Nous avons régulièrement discuté de la crise actuelle de l’Église catholique, notamment sa façon erronée de considérer l’islam comme une simple « religion abrahamique » de plus, l’identification plus récente, lors de l’actuel pontificat, par d’importants représentants de l’Église, du christianisme à un humanitarisme.

Néanmoins, malgré les critiques répétées de Besançon à l’égard de « la vision polonaise de l’histoire russe » qui voit le véritable mal dans la « Russie éternelle » et non dans le despotisme idéologique et le mensonge idéologique (3), il devint de plus en plus méfiant à l’égard de la tradition russe au sens large et considérait de plus en plus la Russie postcommuniste comme l’ennemi de l’Occident. Mais il est certain qu’Alain Besançon résisterait de toutes ses forces à l’effort des bien-pensants contemporains pour donner au communisme un « passe-droit » en mettant tout sur le dos des méchants Russes.
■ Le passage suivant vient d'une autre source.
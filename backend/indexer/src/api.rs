//! Axum REST API handlers.

use std::sync::Arc;

use axum::{
    extract::{Path, State},
    http::StatusCode,
    response::{IntoResponse, Response},
    routing::get,
    Json, Router,
};
use serde::Serialize;
use sqlx::SqlitePool;
use tracing::error;

use crate::db;
use crate::errors::IndexerError;
use crate::events::EventRecord;
use crate::views::{self, CampaignSummary, Contribution};

#[derive(Clone)]
pub struct ApiState {
    pub pool: SqlitePool,
}

/// All routes, without middleware layers.
pub fn router(state: Arc<ApiState>) -> Router {
    Router::new()
        .route("/health", get(health))
        .route("/events", get(get_all_events))
        .route("/campaigns/:id/events", get(get_campaign_events))
        .route("/campaigns/:id/summary", get(get_campaign_summary))
        .route("/contributors/:address/campaigns", get(get_contributor_campaigns))
        .with_state(state)
}

// ─────────────────────────────────────────────────────────
// Response shapes
// ─────────────────────────────────────────────────────────

#[derive(Serialize)]
pub struct EventsResponse {
    pub campaign_id: String,
    pub count: usize,
    pub events: Vec<EventRecord>,
}

#[derive(Serialize)]
pub struct AllEventsResponse {
    pub count: usize,
    pub events: Vec<EventRecord>,
}

#[derive(Serialize)]
pub struct ContributorResponse {
    pub address: String,
    pub count: usize,
    pub campaigns: Vec<Contribution>,
}

#[derive(Serialize)]
pub struct HealthResponse {
    pub status: &'static str,
    pub version: &'static str,
}

#[derive(Serialize)]
pub struct ErrorResponse {
    pub error: String,
}

impl IntoResponse for IndexerError {
    fn into_response(self) -> Response {
        let status = match &self {
            IndexerError::BadRequest(_) => StatusCode::BAD_REQUEST,
            _ => {
                error!("API request failed: {self}");
                StatusCode::INTERNAL_SERVER_ERROR
            }
        };
        (
            status,
            Json(ErrorResponse {
                error: self.to_string(),
            }),
        )
            .into_response()
    }
}

fn campaign_id(raw: String) -> Result<String, IndexerError> {
    raw.parse::<u64>()
        .map(|id| id.to_string())
        .map_err(|_| IndexerError::BadRequest(format!("campaign id must be a number, got {raw:?}")))
}

// ─────────────────────────────────────────────────────────
// Handlers
// ─────────────────────────────────────────────────────────

/// `GET /health`
pub async fn health() -> impl IntoResponse {
    Json(HealthResponse {
        status: "ok",
        version: env!("CARGO_PKG_VERSION"),
    })
}

/// `GET /campaigns/:id/events`
///
/// Returns all indexed events for the given campaign.
pub async fn get_campaign_events(
    State(state): State<Arc<ApiState>>,
    Path(id): Path<String>,
) -> Result<Json<EventsResponse>, IndexerError> {
    let campaign_id = campaign_id(id)?;
    let events = db::get_events_for_campaign(&state.pool, &campaign_id).await?;
    Ok(Json(EventsResponse {
        campaign_id,
        count: events.len(),
        events,
    }))
}

/// `GET /campaigns/:id/summary`
///
/// Pledged / refunded / withdrawn totals rebuilt from the campaign's events.
pub async fn get_campaign_summary(
    State(state): State<Arc<ApiState>>,
    Path(id): Path<String>,
) -> Result<Json<CampaignSummary>, IndexerError> {
    let campaign_id = campaign_id(id)?;
    let events = db::get_events_for_campaign(&state.pool, &campaign_id).await?;
    Ok(Json(views::campaign_summary(&campaign_id, &events)))
}

/// `GET /contributors/:address/campaigns`
///
/// Every campaign the address pledged to, with its net contribution.
pub async fn get_contributor_campaigns(
    State(state): State<Arc<ApiState>>,
    Path(address): Path<String>,
) -> Result<Json<ContributorResponse>, IndexerError> {
    let events = db::get_contributions_by_actor(&state.pool, &address).await?;
    let campaigns = views::contributions(&events);
    Ok(Json(ContributorResponse {
        address,
        count: campaigns.len(),
        campaigns,
    }))
}

/// `GET /events`
///
/// Returns all indexed events across all campaigns.
pub async fn get_all_events(
    State(state): State<Arc<ApiState>>,
) -> Result<Json<AllEventsResponse>, IndexerError> {
    let events = db::get_all_events(&state.pool).await?;
    Ok(Json(AllEventsResponse {
        count: events.len(),
        events,
    }))
}
//! Crowdfund Event Indexer: entry point.
//!
//! Starts a background indexer task that polls Soroban `getEvents` RPC for
//! crowdfund contract events and persists them to SQLite. Alongside it,
//! an Axum REST API serves the raw events and the views derived from them.

mod api;
mod config;
mod db;
mod errors;
mod events;
mod indexer;
mod rpc;
mod views;

use std::sync::Arc;

use reqwest::Client;
use tower_http::cors::CorsLayer;
use tower_http::trace::TraceLayer;
use tracing::info;
use tracing_subscriber::EnvFilter;

use config::Config;
use indexer::IndexerState;

#[tokio::main]
async fn main() -> anyhow::Result<()> {
    // RUST_LOG controls verbosity.
    tracing_subscriber::fmt()
        .with_env_filter(EnvFilter::from_default_env())
        .init();

    // Optional .env file; ignored if missing.
    let _ = dotenvy::dotenv();

    let config = Config::from_env()?;
    let pool = db::init_pool(&config.database_url).await?;

    let client = Client::builder()
        .timeout(std::time::Duration::from_secs(30))
        .build()?;

    // ─── Background indexer ───────────────────────────────
    let indexer_state = Arc::new(IndexerState {
        pool: pool.clone(),
        config: config.clone(),
        client,
    });
    tokio::spawn(indexer::run(indexer_state));

    // ─── REST API ─────────────────────────────────────────
    let app = api::router(Arc::new(api::ApiState { pool }))
        .layer(CorsLayer::permissive())
        .layer(TraceLayer::new_for_http());

    let addr = format!("0.0.0.0:{}", config.api_port);
    info!("API listening on http://{addr}");

    let listener = tokio::net::TcpListener::bind(&addr).await?;
    axum::serve(listener, app).await?;

    Ok(())
}
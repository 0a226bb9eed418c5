//! Read models rebuilt from the indexed event stream.
//!
//! The contract only answers point lookups. Aggregates such as "every
//! campaign this address backed" are derived here, off-chain, by folding
//! the stored events in ledger order.

use std::collections::{BTreeMap, BTreeSet};

use serde::Serialize;

use crate::events::{EventKind, EventRecord};

/// Net position of one contributor in one campaign.
#[derive(Debug, Clone, PartialEq, Eq, Serialize)]
pub struct Contribution {
    pub campaign_id: String,
    pub pledged: String,
    pub refunded: String,
    pub net: String,
    pub pledge_count: u32,
}

/// Totals for one campaign, as seen through its events.
#[derive(Debug, Clone, PartialEq, Eq, Serialize)]
pub struct CampaignSummary {
    pub campaign_id: String,
    pub creator: Option<String>,
    pub goal: Option<String>,
    pub pledged: String,
    pub refunded: String,
    pub withdrawn: Option<String>,
    pub contributors: usize,
    pub rewards_added: u32,
    pub rewards_claimed: u32,
}

#[derive(Default)]
struct Tally {
    pledged: i128,
    refunded: i128,
    pledge_count: u32,
}

/// Group an address's pledge / refund events by campaign.
///
/// Campaigns are returned in ascending numeric ID order.
pub fn contributions(events: &[EventRecord]) -> Vec<Contribution> {
    let mut by_campaign: BTreeMap<u64, (String, Tally)> = BTreeMap::new();

    for ev in events {
        let Some(campaign_id) = ev.campaign_id.as_deref() else {
            continue;
        };
        let amount = ev.amount_value().unwrap_or(0);
        let key = campaign_id.parse().unwrap_or(u64::MAX);
        let (_, tally) = by_campaign
            .entry(key)
            .or_insert_with(|| (campaign_id.to_string(), Tally::default()));

        match ev.kind() {
            EventKind::Pledged => {
                tally.pledged += amount;
                tally.pledge_count += 1;
            }
            EventKind::Refunded => tally.refunded += amount,
            _ => {}
        }
    }

    by_campaign
        .into_values()
        .map(|(campaign_id, t)| Contribution {
            campaign_id,
            pledged: t.pledged.to_string(),
            refunded: t.refunded.to_string(),
            net: (t.pledged - t.refunded).to_string(),
            pledge_count: t.pledge_count,
        })
        .collect()
}

/// Fold every event of one campaign into a [`CampaignSummary`].
pub fn campaign_summary(campaign_id: &str, events: &[EventRecord]) -> CampaignSummary {
    let mut summary = CampaignSummary {
        campaign_id: campaign_id.to_string(),
        creator: None,
        goal: None,
        pledged: "0".to_string(),
        refunded: "0".to_string(),
        withdrawn: None,
        contributors: 0,
        rewards_added: 0,
        rewards_claimed: 0,
    };
    let mut pledged = 0i128;
    let mut refunded = 0i128;
    let mut contributors = BTreeSet::new();

    for ev in events {
        match ev.kind() {
            EventKind::CampaignCreated => {
                summary.creator = ev.actor.clone();
                summary.goal = ev.amount.clone();
            }
            EventKind::RewardAdded => summary.rewards_added += 1,
            EventKind::RewardClaimed => summary.rewards_claimed += 1,
            EventKind::Pledged => {
                pledged += ev.amount_value().unwrap_or(0);
                if let Some(actor) = &ev.actor {
                    contributors.insert(actor.clone());
                }
            }
            EventKind::Refunded => refunded += ev.amount_value().unwrap_or(0),
            EventKind::Withdrawn => summary.withdrawn = ev.amount.clone(),
            EventKind::Unknown => {}
        }
    }

    summary.pledged = pledged.to_string();
    summary.refunded = refunded.to_string();
    summary.contributors = contributors.len();
    summary
}
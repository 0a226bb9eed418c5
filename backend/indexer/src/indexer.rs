//! Long-running background task that polls the Soroban RPC and writes
//! decoded crowdfund events to the database.

use std::sync::Arc;
use std::time::Duration;

use reqwest::Client;
use sqlx::SqlitePool;
use tracing::{error, info};

use crate::config::Config;
use crate::db;
use crate::rpc;

pub struct IndexerState {
    pub pool: SqlitePool,
    pub config: Config,
    pub client: Client,
}

/// Where the next poll starts.
#[derive(Debug, Clone, PartialEq, Eq)]
pub struct Position {
    pub ledger: u32,
    pub cursor: Option<String>,
}

impl Position {
    /// Resume from a persisted ledger, or from `start_ledger` on a fresh database.
    pub fn resume(saved_ledger: i64, cursor: Option<String>, start_ledger: u32) -> Self {
        let ledger = u32::try_from(saved_ledger)
            .ok()
            .filter(|l| *l > 0)
            .unwrap_or(start_ledger);
        Self { ledger, cursor }
    }

    /// Next position after a page ending at `latest_ledger`.
    ///
    /// With a pagination cursor the ledger stays put so the next call
    /// continues inside the same range; the ledger never moves backwards.
    pub fn advance(&self, latest_ledger: Option<u64>, cursor: Option<String>) -> Self {
        let ledger = latest_ledger
            .and_then(|l| u32::try_from(l).ok())
            .map_or(self.ledger, |l| l.max(self.ledger));
        Self { ledger, cursor }
    }
}

/// Run the indexer loop forever; spawned as a background [`tokio`] task.
pub async fn run(state: Arc<IndexerState>) {
    info!("Indexer starting, contract: {}", state.config.contract_id);

    let last_ledger = db::get_last_ledger(&state.pool).await.unwrap_or(0);
    let cursor = db::get_cursor_string(&state.pool).await.unwrap_or(None);
    let mut position = Position::resume(last_ledger, cursor, state.config.start_ledger);

    info!("Resuming from ledger {}", position.ledger);

    loop {
        match poll_once(&state.pool, &state.client, &state.config, &position).await {
            Ok(next) => position = next,
            Err(e) => error!("Indexer poll error: {e}"),
        }

        tokio::time::sleep(Duration::from_secs(state.config.poll_interval_secs)).await;
    }
}

/// Perform a single poll iteration and return the next position.
async fn poll_once(
    pool: &SqlitePool,
    client: &Client,
    config: &Config,
    position: &Position,
) -> crate::errors::Result<Position> {
    let page = rpc::fetch_events(
        client,
        &config.rpc_url,
        &config.contract_id,
        position.ledger,
        position.cursor.as_deref(),
        config.events_per_page,
    )
    .await?;

    if !page.events.is_empty() {
        let decoded = rpc::decode_events(&page.events, &config.contract_id);
        let inserted = db::insert_events(pool, &decoded).await?;
        info!(
            "Polled {} raw events → {} new records stored",
            page.events.len(),
            inserted
        );
    }

    let next = position.advance(page.latest_ledger, page.cursor);

    // Persist so restarts are deterministic.
    db::save_cursor(pool, i64::from(next.ledger), next.cursor.as_deref()).await?;

    Ok(next)
}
Notre solide amitié pouvait assumer ce point de désaccord important.
Alain Besançon était un homme bon, un grand homme, un historien, un moraliste et même un théologien, qui nous manquera cruellement, mais dont la sagesse perdurera (4).

Daniel J. Mahoney

(1) Contrepoint, n°20, 1976.
(2) Il a écrit un « avant-propos » réfléchi et substantiel à mon livre, Alexandre Soljenitsyne : en finir avec l’idéologie, Fayard, 2008.
(3) Un point renouvelé dans Sainte Russie, 2012, p. 116-122.
(4) Pour en savoir plus sur sa vie et sa pensée riches et fructueuses, je recommande le nouveau livre de Louis-Dominique Eloy (avec une introduction de Pierre Manent, ami que nous avions en commun avec Alain), qui s’intitule Alain Besançon : Historien et moraliste (L’Harmattan, 2023).